- Directions for this task:
Go through the entries below and pick out every line with "ResolvedConfig".

- Data section:

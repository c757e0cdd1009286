//! # Station Modules
//!
//! One file per calculator/assessment leaf. Each module owns its local form
//! state, delegates the math to a `domain` function, and renders the derived
//! result. Modules are pure functions of their inputs: siblings share no
//! state, and the station drops them wholesale when the user leaves.
//!
//! `build` is the single mapping from catalog ids to live instances — the
//! construction half of the "selected-id switches rendered subtree" pattern.

mod budget_calculator;
mod compound_growth;
mod debt_freedom;
mod emergency_fund;
mod esg_portfolio;
mod income_shield;
mod inflation_impact;
mod life_cover;
mod loan_cost;
mod retirement_sim;
mod risk_profile;

use crate::core::catalog::ModuleId;
use crate::core::config::ResolvedConfig;
use crate::tui::component::Module;

pub use budget_calculator::BudgetCalculator;
pub use compound_growth::CompoundGrowth;
pub use debt_freedom::DebtFreedom;
pub use emergency_fund::EmergencyFund;
pub use esg_portfolio::EsgPortfolio;
pub use income_shield::IncomeShield;
pub use inflation_impact::InflationImpact;
pub use life_cover::LifeCover;
pub use loan_cost::LoanCost;
pub use retirement_sim::RetirementSim;
pub use risk_profile::RiskProfile;

/// Construct a fresh module instance for a catalog id.
pub fn build(id: ModuleId, config: &ResolvedConfig) -> Box<dyn Module> {
    match id {
        ModuleId::CompoundGrowth => Box::new(CompoundGrowth::new(config)),
        ModuleId::LoanCost => Box::new(LoanCost::new(config)),
        ModuleId::InflationImpact => Box::new(InflationImpact::new(config)),
        ModuleId::BudgetCalculator => Box::new(BudgetCalculator::new(config)),
        ModuleId::EmergencyFund => Box::new(EmergencyFund::new(config)),
        ModuleId::DebtFreedom => Box::new(DebtFreedom::new(config)),
        ModuleId::LifeCover => Box::new(LifeCover::new(config)),
        ModuleId::IncomeShield => Box::new(IncomeShield::new(config)),
        ModuleId::RiskProfile => Box::new(RiskProfile::new(config)),
        ModuleId::RetirementSim => Box::new(RetirementSim::new(config)),
        ModuleId::EsgPortfolio => Box::new(EsgPortfolio::new(config)),
    }
}

/// Format a money amount with thousands separators: `$12,340`.
/// Sub-unit precision is noise at the scale these calculators work at.
pub(crate) fn money(symbol: &str, value: f64) -> String {
    let negative = value < 0.0;
    let whole = value.abs().round() as i64;
    let digits = whole.to_string();
    let mut grouped = String::with_capacity(digits.len() + digits.len() / 3);
    for (i, c) in digits.chars().rev().enumerate() {
        if i > 0 && i % 3 == 0 {
            grouped.push(',');
        }
        grouped.push(c);
    }
    let grouped: String = grouped.chars().rev().collect();
    if negative {
        format!("-{symbol}{grouped}")
    } else {
        format!("{symbol}{grouped}")
    }
}

/// Scale a series of non-negative values into sparkline bars.
pub(crate) fn spark_data(values: &[f64]) -> Vec<u64> {
    values.iter().map(|v| v.max(0.0).round() as u64).collect()
}

#[cfg(test)]
mod tests {
    use super::*;
    use crate::core::catalog::STATIONS;

    #[test]
    fn test_money_groups_thousands() {
        assert_eq!(money("$", 0.0), "$0");
        assert_eq!(money("$", 999.0), "$999");
        assert_eq!(money("$", 1000.0), "$1,000");
        assert_eq!(money("€", 1_234_567.4), "€1,234,567");
    }

    #[test]
    fn test_money_negative() {
        assert_eq!(money("$", -2500.0), "-$2,500");
    }

    #[test]
    fn test_spark_data_floors_negatives() {
        assert_eq!(spark_data(&[3.4, -1.0, 0.0]), vec![3, 0, 0]);
    }

    #[test]
    fn test_build_covers_every_catalog_module() {
        let config = ResolvedConfig::default();
        for station in STATIONS {
            for module in station.modules {
                // Just constructing is the assertion: an unmapped id would panic
                let _ = build(module.id, &config);
            }
        }
    }
}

- Completed task:
use crate::core::config::ResolvedConfig;
pub fn build(id: ModuleId, config: &ResolvedConfig) -> Box<dyn Module> {
        let config = ResolvedConfig::default();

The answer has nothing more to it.